**EXERCISE REQUIREMENTS**
Below are the entries; set down each of them exactly.

**DATA PROVIDED**

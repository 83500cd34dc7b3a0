use crate::error::AppError;
use crate::model::inheritance::InheritanceGroup;
use crate::model::pivot::{owning_pivots, PivotResolver, PivotSchema, RelationKey};
use crate::model::registry::{Metadata, Registry, TableDef};
use crate::session::EntityManager;
use crate::settings::OrmSettings;
use crate::storage::{PersistenceEngine, RedbEngine};
use crate::{info, warn};
use serde::Serialize;
use std::path::PathBuf;
use std::sync::Arc;

#[derive(Debug, Clone, Serialize)]
pub struct PivotReport {
    pub relation: RelationKey,
    pub schema: PivotSchema,
}

/// Physical layout derived from the registered entities.
#[derive(Debug, Clone, Serialize)]
pub struct SchemaReport {
    pub groups: Vec<InheritanceGroup>,
    pub tables: Vec<TableDef>,
    pub pivots: Vec<PivotReport>,
}

/// Finalized metadata, a pivot resolver and an engine. Every `EntityManager` forked from one
/// `Orm` shares its resolver cache; a new `Orm` starts with an empty one.
pub struct Orm {
    metadata: Arc<Metadata>,
    resolver: Arc<PivotResolver>,
    engine: Arc<dyn PersistenceEngine>,
    pivots: Arc<Vec<(RelationKey, PivotSchema)>>,
    settings: OrmSettings,
}

impl Orm {
    pub fn init(registry: Registry, engine: Arc<dyn PersistenceEngine>, settings: OrmSettings) -> Result<Orm, AppError> {
        let metadata = Arc::new(registry.finalize()?);
        let resolver = Arc::new(PivotResolver::new(Arc::clone(&metadata)));
        let pivots = Arc::new(owning_pivots(&metadata)?);
        let orm = Orm { metadata, resolver, engine, pivots, settings };
        orm.refresh_schema()?;
        match orm.schema_json() {
            Ok(json) => info!("Schema of {} entities:\n{}", orm.metadata.entities().count(), json),
            Err(e) => warn!("Unable to render schema: {}", e),
        }
        Ok(orm)
    }

    /// Opens (or creates) `relbit.redb` under `settings.db_path`.
    pub async fn open(registry: Registry, settings: OrmSettings) -> Result<Orm, AppError> {
        let path = PathBuf::from(&settings.db_path).join("relbit.redb");
        let engine = RedbEngine::open(path, settings.db_cache_size_mb).await?;
        Orm::init(registry, engine, settings)
    }

    /// Makes sure every entity table and every pivot table exists in the engine.
    pub fn refresh_schema(&self) -> Result<(), AppError> {
        let mut tables: Vec<&TableDef> = self.metadata.tables().collect();
        tables.sort_by(|a, b| a.name.cmp(&b.name));
        for table in tables {
            self.engine.ensure_table(table)?;
        }
        for (_, pivot) in self.pivots.iter() {
            self.engine.ensure_pivot_table(pivot)?;
        }
        Ok(())
    }

    pub fn em(&self) -> EntityManager {
        EntityManager::new(
            Arc::clone(&self.metadata),
            Arc::clone(&self.resolver),
            Arc::clone(&self.engine),
            Arc::clone(&self.pivots),
            &self.settings,
        )
    }

    pub fn metadata(&self) -> &Arc<Metadata> {
        &self.metadata
    }

    pub fn resolver(&self) -> &Arc<PivotResolver> {
        &self.resolver
    }

    pub fn settings(&self) -> &OrmSettings {
        &self.settings
    }

    pub fn pivot_schema_for(&self, entity: &str, relation: &str) -> Result<PivotSchema, AppError> {
        self.resolver.pivot_schema_for(entity, relation)
    }

    pub fn schema_report(&self) -> SchemaReport {
        let mut groups: Vec<InheritanceGroup> = self.metadata.hierarchy().groups().cloned().collect();
        groups.sort_by(|a, b| a.root.cmp(&b.root));
        let mut tables: Vec<TableDef> = self.metadata.tables().cloned().collect();
        tables.sort_by(|a, b| a.name.cmp(&b.name));
        let pivots = self
            .pivots
            .iter()
            .map(|(relation, schema)| PivotReport { relation: relation.clone(), schema: schema.clone() })
            .collect();
        SchemaReport { groups, tables, pivots }
    }

    pub fn schema_json(&self) -> serde_json::Result<String> {
        serde_json::to_string_pretty(&self.schema_report())
    }
}

#[cfg(all(test, not(feature = "integration")))]
mod tests {
    use super::*;
    use crate::model::entity::EntityDef;
    use crate::storage::MemoryEngine;
    use crate::test_utils::privilege_registry;

    #[test]
    fn init_ensures_every_table() {
        let engine = Arc::new(MemoryEngine::new());
        let orm = Orm::init(privilege_registry(), engine.clone(), OrmSettings::default()).unwrap();
        for table in ["user", "privilege", "privilege_group", "privilege_user"] {
            assert!(engine.scan(table).unwrap().is_empty(), "{table} should exist");
        }
        assert!(engine.scan("super_user_privilege").is_err());
        assert_eq!(orm.schema_report().pivots.len(), 1);
    }

    #[test]
    fn schema_report_names_the_shared_pivot() {
        let orm = Orm::init(privilege_registry(), Arc::new(MemoryEngine::new()), OrmSettings::default()).unwrap();
        let json: serde_json::Value = serde_json::from_str(&orm.schema_json().unwrap()).unwrap();
        let pivot = &json["pivots"][0]["schema"];
        assert_eq!(pivot["table"], "privilege_user");
        assert_eq!(pivot["owner_column"], "user_id");
        assert_eq!(pivot["target_column"], "privilege_id");
        assert_eq!(json["pivots"][0]["relation"]["owner_root"], "User");
    }

    #[test]
    fn invalid_registry_fails_init() {
        let registry = Registry::new().with(EntityDef::new("User").many_to_many("privileges", "Privilege"));
        let result = Orm::init(registry, Arc::new(MemoryEngine::new()), OrmSettings::default());
        assert!(matches!(result, Err(AppError::UnresolvedType(_))));
    }

    #[test]
    fn each_orm_has_its_own_resolver_cache() {
        let first = Orm::init(privilege_registry(), Arc::new(MemoryEngine::new()), OrmSettings::default()).unwrap();
        first.pivot_schema_for("SuperUser", "privileges").unwrap();
        assert_eq!(first.resolver().cached().unwrap(), 1);
        let second = Orm::init(privilege_registry(), Arc::new(MemoryEngine::new()), OrmSettings::default()).unwrap();
        assert_eq!(second.resolver().cached().unwrap(), 0);
    }

    #[tokio::test]
    async fn open_creates_a_redb_database() {
        let dir = std::env::temp_dir().join(format!("relbit_orm_{}", rand::random::<u64>()));
        let settings = OrmSettings { db_path: dir.to_string_lossy().into_owned(), ..OrmSettings::default() };
        let orm = Orm::open(privilege_registry(), settings).await.unwrap();
        let mut em = orm.em();
        em.create("User", crate::value::Values::new().set("name", "x")).await.unwrap();
        em.flush().await.unwrap();
        assert!(dir.join("relbit.redb").exists());
    }
}
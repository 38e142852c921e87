// SPDX-License-Identifier: MIT
// SPDX-FileCopyrightText: 2025 Jonathan D. A. Jewell <hyperpolymath>

//! Error types for bucketwatch

use thiserror::Error;

/// Result type alias for bucketwatch operations
pub type Result<T> = std::result::Result<T, BucketwatchError>;

/// bucketwatch error types
#[derive(Error, Debug)]
pub enum BucketwatchError {
    #[error("Configuration error: {0}")]
    Config(String),

    #[error("File system error: {0}")]
    FileSystem(#[from] std::io::Error),

    #[error("HTTP error: {0}")]
    Http(#[from] reqwest::Error),

    #[error("JSON error: {0}")]
    Json(#[from] serde_json::Error),

    #[error("Storage error: {0}")]
    Storage(String),

    #[error("Invalid filename: {0:?}")]
    InvalidFilename(String),

    #[error("Location unavailable: {0}")]
    LocationUnavailable(String),

    #[error("Template error: {0}")]
    Template(#[from] minijinja::Error),

    #[error("Notification error: {0}")]
    Notification(String),
}

impl BucketwatchError {
    /// True when the error means "the file is not there"
    pub fn is_not_found(&self) -> bool {
        matches!(self, Self::FileSystem(e) if e.kind() == std::io::ErrorKind::NotFound)
    }
}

**RESULT OF THIS EXERCISE**
repository 83500cd34dc7b3a0
use crate::error::AppError;
use crate::model::inheritance::InheritanceGroup;
use crate::model::pivot::{owning_pivots, PivotResolver, PivotSchema, RelationKey};
use crate::model::registry::{Metadata, Registry, TableDef};
use crate::session::EntityManager;
use crate::settings::OrmSettings;
use crate::storage::{PersistenceEngine, RedbEngine};
use crate::{info, warn};
use serde::Serialize;
use std::path::PathBuf;
use std::sync::Arc;

#[derive(Debug, Clone, Serialize)]
pub struct PivotReport {
    pub relation: RelationKey,
    pub schema: PivotSchema,
}

/// Physical layout derived from the registered entities.
#[derive(Debug, Clone, Serialize)]
pub struct SchemaReport {
    pub groups: Vec<InheritanceGroup>,
    pub tables: Vec<TableDef>,
    pub pivots: Vec<PivotReport>,
}

/// Finalized metadata, a pivot resolver and an engine. Every `EntityManager` forked from one
/// `Orm` shares its resolver cache; a new `Orm` starts with an empty one.
pub struct Orm {
    metadata: Arc<Metadata>,
    resolver: Arc<PivotResolver>,
    engine: Arc<dyn PersistenceEngine>,
    pivots: Arc<Vec<(RelationKey, PivotSchema)>>,
    settings: OrmSettings,
}

impl Orm {
    pub fn init(registry: Registry, engine: Arc<dyn PersistenceEngine>, settings: OrmSettings) -> Result<Orm, AppError> {
        let metadata = Arc::new(registry.finalize()?);
        let resolver = Arc::new(PivotResolver::new(Arc::clone(&metadata)));
        let pivots = Arc::new(owning_pivots(&metadata)?);
        let orm = Orm { metadata, resolver, engine, pivots, settings };
        orm.refresh_schema()?;
        match orm.schema_json() {
            Ok(json) => info!("Schema of {} entities:\n{}", orm.metadata.entities().count(), json),
            Err(e) => warn!("Unable to render schema: {}", e),
        }
        Ok(orm)
    }

    /// Opens (or creates) `relbit.redb` under `settings.db_path`.
    pub async fn open(registry: Registry, settings: OrmSettings) -> Result<Orm, AppError> {
        let path = PathBuf::from(&settings.db_path).join("relbit.redb");
        let engine = RedbEngine::open(path, settings.db_cache_size_mb).await?;
        Orm::init(registry, engine, settings)
    }

    /// Makes sure every entity table and every pivot table exists in the engine.
    pub fn refresh_schema(&self) -> Result<(), AppError> {
        let mut tables: Vec<&TableDef> = self.metadata.tables().collect();
        tables.sort_by(|a, b| a.name.cmp(&b.name));
        for table in tables {
            self.engine.ensure_table(table)?;
        }
        for (_, pivot) in self.pivots.iter() {
            self.engine.ensure_pivot_table(pivot)?;
        }
        Ok(())
    }

    pub fn em(&self) -> EntityManager {
        EntityManager::new(
            Arc::clone(&self.metadata),
            Arc::clone(&self.resolver),
            Arc::clone(&self.engine),
            Arc::clone(&self.pivots),
            &self.settings,
        )
    }

    pub fn metadata(&self) -> &Arc<Metadata> {
        &self.metadata
    }

    pub fn resolver(&self) -> &Arc<PivotResolver> {
        &self.resolver
    }

    pub fn settings(&self) -> &OrmSettings {
        &self.settings
    }

    pub fn pivot_schema_for(&self, entity: &str, relation: &str) -> Result<PivotSchema, AppError> {
        self.resolver.pivot_schema_for(entity, relation)
    }

    pub fn schema_report(&self) -> SchemaReport {
        let mut groups: Vec<InheritanceGroup> = self.metadata.hierarchy().groups().cloned().collect();
        groups.sort_by(|a, b| a.root.cmp(&b.root));
        let mut tables: Vec<TableDef> = self.metadata.tables().cloned().collect();
        tables.sort_by(|a, b| a.name.cmp(&b.name));
        let pivots = self
            .pivots
            .iter()
            .map(|(relation, schema)| PivotReport { relation: relation.clone(), schema: schema.clone() })
            .collect();
        SchemaReport { groups, tables, pivots }
    }

    pub fn schema_json(&self) -> serde_json::Result<String> {
        serde_json::to_string_pretty(&self.schema_report())
    }
}

#[cfg(all(test, not(feature = "integration")))]
mod tests {
    use super::*;
    use crate::model::entity::EntityDef;
    use crate::storage::MemoryEngine;
    use crate::test_utils::privilege_registry;

    #[test]
    fn init_ensures_every_table() {
        let engine = Arc::new(MemoryEngine::new());
        let orm = Orm::init(privilege_registry(), engine.clone(), OrmSettings::default()).unwrap();
        for table in ["user", "privilege", "privilege_group", "privilege_user"] {
            assert!(engine.scan(table).unwrap().is_empty(), "{table} should exist");
        }
        assert!(engine.scan("super_user_privilege").is_err());
        assert_eq!(orm.schema_report().pivots.len(), 1);
    }

    #[test]
    fn schema_report_names_the_shared_pivot() {
        let orm = Orm::init(privilege_registry(), Arc::new(MemoryEngine::new()), OrmSettings::default()).unwrap();
        let json: serde_json::Value = serde_json::from_str(&orm.schema_json().unwrap()).unwrap();
        let pivot = &json["pivots"][0]["schema"];
        assert_eq!(pivot["table"], "privilege_user");
        assert_eq!(pivot["owner_column"], "user_id");
        assert_eq!(pivot["target_column"], "privilege_id");
        assert_eq!(json["pivots"][0]["relation"]["owner_root"], "User");
    }

    #[test]
    fn invalid_registry_fails_init() {
        let registry = Registry::new().with(EntityDef::new("User").many_to_many("privileges", "Privilege"));
        let result = Orm::init(registry, Arc::new(MemoryEngine::new()), OrmSettings::default());
        assert!(matches!(result, Err(AppError::UnresolvedType(_))));
    }

    #[test]
    fn each_orm_has_its_own_resolver_cache() {
        let first = Orm::init(privilege_registry(), Arc::new(MemoryEngine::new()), OrmSettings::default()).unwrap();
        first.pivot_schema_for("SuperUser", "privileges").unwrap();
        assert_eq!(first.resolver().cached().unwrap(), 1);
        let second = Orm::init(privilege_registry(), Arc::new(MemoryEngine::new()), OrmSettings::default()).unwrap();
        assert_eq!(second.resolver().cached().unwrap(), 0);
    }

    #[tokio::test]
    async fn open_creates_a_redb_database() {
        let dir = std::env::temp_dir().join(format!("relbit_orm_{}", rand::random::<u64>()));
        let settings = OrmSettings { db_path: dir.to_string_lossy().into_owned(), ..OrmSettings::default() };
        let orm = Orm::open(privilege_registry(), settings).await.unwrap();
        let mut em = orm.em();
        em.create("User", crate::value::Values::new().set("name", "x")).await.unwrap();
        em.flush().await.unwrap();
        assert!(dir.join("relbit.redb").exists());
    }
}
repository 38e142852c921e87
// SPDX-License-Identifier: MIT
// SPDX-FileCopyrightText: 2025 Jonathan D. A. Jewell <hyperpolymath>

//! Error types for bucketwatch

use thiserror::Error;

/// Result type alias for bucketwatch operations
pub type Result<T> = std::result::Result<T, BucketwatchError>;

/// bucketwatch error types
#[derive(Error, Debug)]
pub enum BucketwatchError {
    #[error("Configuration error: {0}")]
    Config(String),

    #[error("File system error: {0}")]
    FileSystem(#[from] std::io::Error),

    #[error("HTTP error: {0}")]
    Http(#[from] reqwest::Error),

    #[error("JSON error: {0}")]
    Json(#[from] serde_json::Error),

    #[error("Storage error: {0}")]
    Storage(String),

    #[error("Invalid filename: {0:?}")]
    InvalidFilename(String),

    #[error("Location unavailable: {0}")]
    LocationUnavailable(String),

    #[error("Template error: {0}")]
    Template(#[from] minijinja::Error),

    #[error("Notification error: {0}")]
    Notification(String),
}

impl BucketwatchError {
    /// True when the error means "the file is not there"
    pub fn is_not_found(&self) -> bool {
        matches!(self, Self::FileSystem(e) if e.kind() == std::io::ErrorKind::NotFound)
    }
}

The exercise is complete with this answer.